§ Problem statement
Copy every line from the data below in which the string "table" can be found.

=== Records for the exercise ===

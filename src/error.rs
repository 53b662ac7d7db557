//! Error types for the MotorDB storage engine.

use thiserror::Error;

/// The result type used throughout MotorDB.
pub type Result<T> = std::result::Result<T, Error>;

/// The error type for MotorDB operations.
#[derive(Debug, Error)]
pub enum Error {
    /// An I/O error occurred.
    #[error("IO error: {0}")]
    Io(#[from] std::io::Error),

    /// A key was absent where presence was required.
    #[error("not found: {0}")]
    NotFound(String),

    /// An insert or rename collided with an existing key.
    #[error("duplicate key: {0}")]
    DuplicateKey(String),

    /// A record does not fit its slot, or a field cannot be represented.
    #[error("encoding error: {0}")]
    Encoding(String),

    /// Stored bytes failed to parse back into a record.
    #[error("decoding error: {0}")]
    Decoding(String),

    /// A data or index file is structurally damaged.
    #[error("corrupt store: {0}")]
    CorruptStore(String),

    /// An invalid argument was provided.
    #[error("invalid argument: {0}")]
    InvalidArgument(String),
}

impl Error {
    /// Creates a new not found error.
    pub fn not_found(msg: impl Into<String>) -> Self {
        Error::NotFound(msg.into())
    }

    /// Creates a new duplicate key error.
    pub fn duplicate_key(msg: impl Into<String>) -> Self {
        Error::DuplicateKey(msg.into())
    }

    /// Creates a new encoding error.
    pub fn encoding(msg: impl Into<String>) -> Self {
        Error::Encoding(msg.into())
    }

    /// Creates a new decoding error.
    pub fn decoding(msg: impl Into<String>) -> Self {
        Error::Decoding(msg.into())
    }

    /// Creates a new corrupt store error.
    pub fn corruption(msg: impl Into<String>) -> Self {
        Error::CorruptStore(msg.into())
    }

    /// Creates a new invalid argument error.
    pub fn invalid_argument(msg: impl Into<String>) -> Self {
        Error::InvalidArgument(msg.into())
    }
}
//! Record types and the fixed-width slot codec.
//!
//! Every record stored by the engine occupies exactly one slot: its fields
//! are rendered in a fixed order, joined by [`FIELD_SEPARATOR`] and
//! right-padded with spaces to the table's record width. Decoding is the
//! exact left inverse of encoding for any record that encoded successfully.
//!
//! ## Usage
//!
//! ```rust
//! use motordb::record::{decode_record, encode_record, Model};
//!
//! # fn main() -> Result<(), motordb::Error> {
//! let model = Model { id: 1, name: "Kalina".to_string(), brand: "Lada".to_string() };
//!
//! let slot = encode_record(&model, 500)?;
//! assert_eq!(slot.len(), 500);
//!
//! let decoded: Model = decode_record(&slot)?;
//! assert_eq!(decoded, model);
//! # Ok(())
//! # }
//! ```

pub mod codec;
pub mod types;

pub use codec::{decode_record, encode_record};
pub use types::{Model, ModelSalesStats, Sale, Vehicle, VehicleFullInfo, VehicleStatus};

use crate::error::Result;

/// Separator between fields inside a slot. No field value may contain it.
pub const FIELD_SEPARATOR: char = ';';

/// On-disk timestamp format for all date fields.
pub const TIMESTAMP_FORMAT: &str = "%Y-%m-%d %H:%M:%S";

/// A typed record that can occupy one fixed-width slot.
pub trait Record: Sized {
    /// The logical key this record is indexed under, unique per table.
    fn key(&self) -> String;

    /// Field values in their fixed, documented order.
    fn to_fields(&self) -> Vec<String>;

    /// Rebuild a record from decoded field values.
    fn from_fields(fields: &[&str]) -> Result<Self>;
}
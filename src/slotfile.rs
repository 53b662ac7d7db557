//! Fixed-stride slot file.
//!
//! A slot file is a flat file of equally sized slots addressed by a
//! zero-based slot number. Each slot holds `record_width` payload bytes
//! followed by a single newline terminator, so the byte offset of slot `n`
//! is `n * (record_width + 1)`. Slots are overwritten in place and only
//! ever removed from the tail; compaction above this layer moves payloads
//! between slots, never the terminators.

use crate::error::{Error, Result};
use bytes::Bytes;
use std::fs::{File, OpenOptions};
use std::io::{Read, Seek, SeekFrom, Write};
use std::path::{Path, PathBuf};

/// Width of the slot terminator: a single newline byte.
pub const TERMINATOR_WIDTH: usize = 1;

const TERMINATOR: u8 = b'\n';

/// A flat file of fixed-stride slots addressed by slot number.
pub struct SlotFile {
    /// Path to the slot file.
    path: PathBuf,
    /// Underlying file handle, held for the life of the slot file.
    file: File,
    /// Payload width of one slot, excluding the terminator.
    record_width: usize,
    /// Current file length, tracked in memory across writes.
    len: u64,
}

impl SlotFile {
    /// Open or create a slot file with the given record width.
    ///
    /// Fails with [`Error::CorruptStore`] if the existing file's length is
    /// not a whole number of strides.
    pub fn open<P: AsRef<Path>>(path: P, record_width: usize) -> Result<Self> {
        let path = path.as_ref().to_path_buf();

        let file = OpenOptions::new()
            .read(true)
            .write(true)
            .create(true)
            .truncate(false)
            .open(&path)?;

        let len = file.metadata()?.len();

        let slot_file = Self {
            path,
            file,
            record_width,
            len,
        };
        slot_file.check_alignment()?;

        Ok(slot_file)
    }

    /// Payload width of one slot.
    pub fn record_width(&self) -> usize {
        self.record_width
    }

    /// Byte distance between consecutive slots.
    pub fn stride(&self) -> usize {
        self.record_width + TERMINATOR_WIDTH
    }

    /// Number of slots currently stored.
    pub fn slot_count(&self) -> usize {
        (self.len / self.stride() as u64) as usize
    }

    /// Read the payload of slot `n`.
    ///
    /// Returns `Ok(None)` if `n` is beyond the current end of the file.
    pub fn read_slot(&mut self, n: usize) -> Result<Option<Bytes>> {
        if n >= self.slot_count() {
            return Ok(None);
        }

        self.file
            .seek(SeekFrom::Start((n * self.stride()) as u64))?;

        let mut payload = vec![0u8; self.record_width];
        self.file.read_exact(&mut payload)?;

        Ok(Some(Bytes::from(payload)))
    }

    /// Overwrite the payload of slot `n` in place.
    ///
    /// The terminator byte is not touched. The payload must be exactly
    /// `record_width` bytes and the slot must already exist.
    pub fn write_slot(&mut self, n: usize, payload: &[u8]) -> Result<()> {
        self.check_payload(payload)?;

        if n >= self.slot_count() {
            return Err(Error::invalid_argument(format!(
                "{}: slot {} is beyond the {} stored slots",
                self.path.display(),
                n,
                self.slot_count()
            )));
        }

        self.file
            .seek(SeekFrom::Start((n * self.stride()) as u64))?;
        self.file.write_all(payload)?;

        Ok(())
    }

    /// Append a new slot at the end of the file, returning its slot number.
    pub fn append_slot(&mut self, payload: &[u8]) -> Result<usize> {
        self.check_payload(payload)?;

        let slot = self.slot_count();

        self.file.seek(SeekFrom::Start(self.len))?;
        self.file.write_all(payload)?;
        self.file.write_all(&[TERMINATOR])?;

        self.len += self.stride() as u64;

        Ok(slot)
    }

    /// Discard every slot at index `n` and beyond.
    pub fn truncate_from_slot(&mut self, n: usize) -> Result<()> {
        if n >= self.slot_count() {
            return Ok(());
        }

        let new_len = (n * self.stride()) as u64;
        self.file.set_len(new_len)?;
        self.len = new_len;

        Ok(())
    }

    /// Fsync the file to persistent storage.
    pub fn sync(&mut self) -> Result<()> {
        self.file.sync_all()?;
        Ok(())
    }

    /// Path to the slot file.
    pub fn path(&self) -> &Path {
        &self.path
    }

    fn check_alignment(&self) -> Result<()> {
        if self.len % self.stride() as u64 != 0 {
            return Err(Error::corruption(format!(
                "{}: length {} is not a multiple of stride {}",
                self.path.display(),
                self.len,
                self.stride()
            )));
        }
        Ok(())
    }

    fn check_payload(&self, payload: &[u8]) -> Result<()> {
        if payload.len() != self.record_width {
            return Err(Error::invalid_argument(format!(
                "slot payload must be exactly {} bytes, got {}",
                self.record_width,
                payload.len()
            )));
        }
        Ok(())
    }
}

===

§ Result of this exercise
//! right-padded with spaces to the table's record width. Decoding is the
    /// The logical key this record is indexed under, unique per table.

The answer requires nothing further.